Male Breast Cancer
Male breast cancer represents only 1% of all breast cancer diagnosed in the United States. The majority of male breast cancer is diagnosed in individuals who carry the BRCA genetic abnormality.
In men with the BRCA 2 mutation, six in 100 developed breast cancer and in men BRCA1 carriers, one in 100 develop breast cancer.
Other risk factors for male breast cancer are family history, age, Klinefelter Syndrome (XXY), chest wall radiation, liver disease, heavy drinking, obesity and testicular conditions like undescended testis. The majority of patients diagnosed with male breast cancer are in their late 60's, 96% of male breast cancers are estrogen receptor positive.
As far as local therapy in the majority of cases a mastectomy is the treatment of choice instead of lumpectomy because in males there is very little breast tissue.
Locally advanced tumors are treated with neoadjuvant chemotherapy in order to shrink the tumor followed by surgery and radiation.

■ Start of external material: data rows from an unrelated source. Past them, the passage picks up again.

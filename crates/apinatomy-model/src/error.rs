//! Hard failures of a model build.
//!
//! Everything that still leaves a usable model is logged through
//! [`crate::diagnostics::Logger`] instead. A [`ModelError`] means the input
//! could not be turned into typed resources without corrupting invariants
//! that later steps rely on.

use thiserror::Error;

use apinatomy_core::schema::ResourceClass;

#[derive(Debug, Error)]
pub enum ModelError {
    #[error("input is not valid JSON: {0}")]
    Json(#[from] serde_json::Error),

    #[error("model must be a JSON object, found {found}")]
    NotAnObject { found: &'static str },

    #[error("invalid field `{field}` of {class} `{id}`: {reason}")]
    InvalidField {
        class: ResourceClass,
        id: String,
        field: String,
        reason: String,
    },

    #[error("references kept requiring new resources after {passes} passes")]
    Cyclic { passes: usize },
}

impl ModelError {
    pub(crate) fn invalid_field(
        class: ResourceClass,
        id: impl ToString,
        field: impl Into<String>,
        reason: impl Into<String>,
    ) -> Self {
        Self::InvalidField {
            class,
            id: id.to_string(),
            field: field.into(),
            reason: reason.into(),
        }
    }
}

/// Name of the JSON type of `value`, for error messages.
pub(crate) fn json_type(value: &serde_json::Value) -> &'static str {
    match value {
        serde_json::Value::Null => "null",
        serde_json::Value::Bool(_) => "a boolean",
        serde_json::Value::Number(_) => "a number",
        serde_json::Value::String(_) => "a string",
        serde_json::Value::Array(_) => "an array",
        serde_json::Value::Object(_) => "an object",
    }
}

#[cfg(test)]
mod tests {
    use super::*;

    #[test]
    fn test_invalid_field_display() {
        let err = ModelError::invalid_field(ResourceClass::Lyph, "L1", "layers", "expected an array");
        assert_eq!(
            err.to_string(),
            "invalid field `layers` of Lyph `L1`: expected an array"
        );
    }
}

As far as adjuvant therapy (hormonal and/or chemo) because male breast cancer is uncommon, the treatment recommendations are derived from trials conducted in women.
The Oncotype DX (the 21 gene recurrent score assay) has been useful to evaluate the need for adjuvant chemotherapy in addition to hormonal therapy.
Rarely male breast cancer patients are HER-2-NEU positive and in that instance, like in female patients the monoclonal antibody Herceptin is given in addition to chemotherapy. All male breast cancer patients should be tested for BRCA1 and BRCA2.